Activity: Retrieve every line of the data holding the word "impl".

START Record set

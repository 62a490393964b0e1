//! Writes a [`WorkbookModel`] with `rust_xlsxwriter`.

use anyhow::{Context, Result};
use rust_xlsxwriter::{Format, FormatAlign, FormatBorder, Formula, Workbook, Worksheet};
use tracing::warn;

use crate::report::formula::Evaluator;
use crate::report::layout::{CellValue, Sheet, Style, WorkbookModel};

/// Grade strings such as "5.0" parse as numbers, so the cached result is
/// stored numerically; this keeps the trailing ".0" visible.
const GRADE_NUM_FORMAT: &str = "0.0";

/// Reusable Excel formats
struct ExcelFormats {
    plain: Format,
    header: Format,
    title: Format,
    section: Format,
    column_header: Format,
    column_header_center: Format,
    label: Format,
    dimension_label: Format,
    score: Format,
    percent: Format,
    grade: Format,
    total: Format,
    total_percent: Format,
    final_grade: Format,
    wrapped: Format,
}

impl ExcelFormats {
    fn new() -> Self {
        let column_header = Format::new()
            .set_bold()
            .set_background_color(0xF2F2F2)
            .set_border_bottom(FormatBorder::Thin);

        let total = Format::new()
            .set_bold()
            .set_background_color(0xE2EFDA)
            .set_border_top(FormatBorder::Thin);

        Self {
            plain: Format::new(),
            header: Format::new()
                .set_bold()
                .set_align(FormatAlign::Center)
                .set_background_color(0x4472C4)
                .set_font_color(0xFFFFFF)
                .set_border(FormatBorder::Thin),
            title: Format::new().set_bold().set_font_size(16),
            section: Format::new()
                .set_bold()
                .set_font_size(12)
                .set_background_color(0xD9E1F2)
                .set_border_bottom(FormatBorder::Thin),
            column_header_center: column_header.clone().set_align(FormatAlign::Center),
            column_header,
            label: Format::new().set_align(FormatAlign::VerticalCenter),
            dimension_label: Format::new()
                .set_bold()
                .set_text_wrap()
                .set_align(FormatAlign::VerticalCenter),
            score: Format::new()
                .set_num_format("0.0#")
                .set_align(FormatAlign::Center),
            percent: Format::new()
                .set_num_format("0.00%")
                .set_align(FormatAlign::Center),
            grade: Format::new()
                .set_bold()
                .set_num_format(GRADE_NUM_FORMAT)
                .set_align(FormatAlign::Center),
            total_percent: total
                .clone()
                .set_num_format("0.00%")
                .set_align(FormatAlign::Center),
            final_grade: total
                .clone()
                .set_font_size(12)
                .set_num_format(GRADE_NUM_FORMAT)
                .set_align(FormatAlign::Center),
            total,
            wrapped: Format::new().set_text_wrap().set_align(FormatAlign::Top),
        }
    }

    fn get(&self, style: Style) -> &Format {
        match style {
            Style::Plain => &self.plain,
            Style::Header => &self.header,
            Style::Title => &self.title,
            Style::Section => &self.section,
            Style::ColumnHeader => &self.column_header,
            Style::ColumnHeaderCenter => &self.column_header_center,
            Style::Label => &self.label,
            Style::DimensionLabel => &self.dimension_label,
            Style::Score => &self.score,
            Style::Percent => &self.percent,
            Style::Grade => &self.grade,
            Style::Total => &self.total,
            Style::TotalPercent => &self.total_percent,
            Style::FinalGrade => &self.final_grade,
            Style::Wrapped => &self.wrapped,
        }
    }
}

fn write_sheet(
    worksheet: &mut Worksheet,
    sheet: &Sheet,
    formats: &ExcelFormats,
    evaluator: &Evaluator,
) -> Result<()> {
    worksheet.set_name(&sheet.name)?;
    if sheet.hidden {
        worksheet.set_hidden(true);
    }

    for (&col, column) in &sheet.columns {
        worksheet.set_column_width(col, column.width)?;
        if column.hidden {
            worksheet.set_column_hidden(col)?;
        }
    }

    for merge in &sheet.merges {
        worksheet.merge_range(
            merge.first_row,
            merge.first_col,
            merge.last_row,
            merge.last_col,
            &merge.text,
            formats.get(merge.style),
        )?;
    }

    for (&(row, col), cell) in &sheet.cells {
        let format = formats.get(cell.style);
        match &cell.value {
            CellValue::Text(text) => {
                worksheet.write_string_with_format(row, col, text, format)?;
            }
            CellValue::Number(n) => {
                worksheet.write_number_with_format(row, col, *n, format)?;
            }
            CellValue::Blank => {
                worksheet.write_blank(row, col, format)?;
            }
            CellValue::Formula(text) => {
                let mut formula = Formula::new(format!("={text}"));
                match evaluator.cell_value(&sheet.name, row, col) {
                    Ok(value) => formula = formula.set_result(value.to_cached()),
                    Err(err) => warn!(
                        sheet = %sheet.name,
                        row,
                        col,
                        formula = %text,
                        error = %err,
                        "Could not evaluate formula; no cached result stored"
                    ),
                }
                worksheet.write_formula_with_format(row, col, formula, format)?;
            }
        }
    }

    Ok(())
}

/// Renders the model to XLSX bytes, caching every evaluated formula result.
pub fn render(model: &WorkbookModel) -> Result<Vec<u8>> {
    let formats = ExcelFormats::new();
    let evaluator = Evaluator::new(model);
    let mut workbook = Workbook::new();

    for sheet in &model.sheets {
        let worksheet = workbook.add_worksheet();
        write_sheet(worksheet, sheet, &formats, &evaluator)
            .with_context(|| format!("failed to render sheet '{}'", sheet.name))?;
    }

    workbook
        .save_to_buffer()
        .context("failed to serialize workbook")
}
//! Per-user file overrides.

use anyhow::{Context, Result};
use serde::Deserialize;
use std::collections::HashMap;
use std::path::Path;

/// Fixed file names used for one username instead of the discovered ones.
#[derive(Debug, Clone, Default, PartialEq, Deserialize)]
pub struct OverrideFiles {
    #[serde(default)]
    pub other: Option<String>,
    #[serde(default)]
    pub tasks: Option<String>,
    #[serde(default)]
    pub text: Option<String>,
}

/// Maps usernames to fixed grading file names.
///
/// Stored as a plain JSON object on disk:
/// ```json
/// {
///   "jakbrz": { "other": "example-grading-other.csv", "tasks": "example-grading-tasks.csv" }
/// }
/// ```
#[derive(Debug, Clone, PartialEq)]
pub struct Overrides {
    entries: HashMap<String, OverrideFiles>,
}

/// Username of the bundled demo data.
pub const DEMO_USERNAME: &str = "jakbrz";

impl Default for Overrides {
    /// Points the demo user at the bundled example files.
    fn default() -> Self {
        let mut entries = HashMap::new();
        entries.insert(
            DEMO_USERNAME.to_string(),
            OverrideFiles {
                other: Some("example-grading-other.csv".into()),
                tasks: Some("example-grading-tasks.csv".into()),
                text: None,
            },
        );
        Self { entries }
    }
}

impl Overrides {
    /// No overrides at all.
    pub fn empty() -> Self {
        Self {
            entries: HashMap::new(),
        }
    }

    /// Loads the overrides from a JSON file at `path`.
    pub fn load(path: &Path) -> Result<Self> {
        let content = std::fs::read_to_string(path)
            .with_context(|| format!("failed to read overrides file {}", path.display()))?;
        let entries: HashMap<String, OverrideFiles> = serde_json::from_str(&content)
            .with_context(|| format!("invalid overrides file {}", path.display()))?;
        Ok(Self { entries })
    }

    /// Returns the configured files for `username`, if any.
    pub fn get(&self, username: &str) -> Option<&OverrideFiles> {
        self.entries.get(username)
    }

    pub fn len(&self) -> usize {
        self.entries.len()
    }

    pub fn is_empty(&self) -> bool {
        self.entries.is_empty()
    }
}

/// Roster statuses kept when the roster has a `Status` column.
pub const DEFAULT_ALLOWED_STATUSES: &[&str] = &["autor", "accepted"];
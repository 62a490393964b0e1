/// Inclusive lower bounds of the grade scale, best grade first.
pub static GRADE_SCALE: &[(f64, &str)] = &[
    (0.95, "1.0"),
    (0.90, "1.3"),
    (0.85, "1.7"),
    (0.80, "2.0"),
    (0.75, "2.3"),
    (0.70, "2.7"),
    (0.65, "3.0"),
    (0.60, "3.3"),
    (0.55, "3.7"),
    (0.50, "4.0"),
];

/// Grade for anything below the last threshold.
pub const FAILING_GRADE: &str = "5.0";

/// Converts a total percentage (0.0–1.0) into a grade.
///
/// | Range       | Grade |
/// |-------------|-------|
/// | >= 0.95     | 1.0   |
/// | >= 0.90     | 1.3   |
/// | >= 0.85     | 1.7   |
/// | >= 0.80     | 2.0   |
/// | >= 0.75     | 2.3   |
/// | >= 0.70     | 2.7   |
/// | >= 0.65     | 3.0   |
/// | >= 0.60     | 3.3   |
/// | >= 0.55     | 3.7   |
/// | >= 0.50     | 4.0   |
/// | < 0.50      | 5.0   |
pub fn grade(p: f64) -> String {
    GRADE_SCALE
        .iter()
        .find(|(threshold, _)| p >= *threshold)
        .map(|(_, grade)| *grade)
        .unwrap_or(FAILING_GRADE)
        .into()
}

/// The scale in ascending order with a `0.0` floor, as needed by an
/// approximate-match `VLOOKUP`.
pub fn lookup_table() -> Vec<(f64, &'static str)> {
    let mut table = vec![(0.0, FAILING_GRADE)];
    table.extend(GRADE_SCALE.iter().rev().copied());
    table
}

END Record set

Solution to this problem:
impl ExcelFormats {
impl Default for Overrides {
impl Overrides {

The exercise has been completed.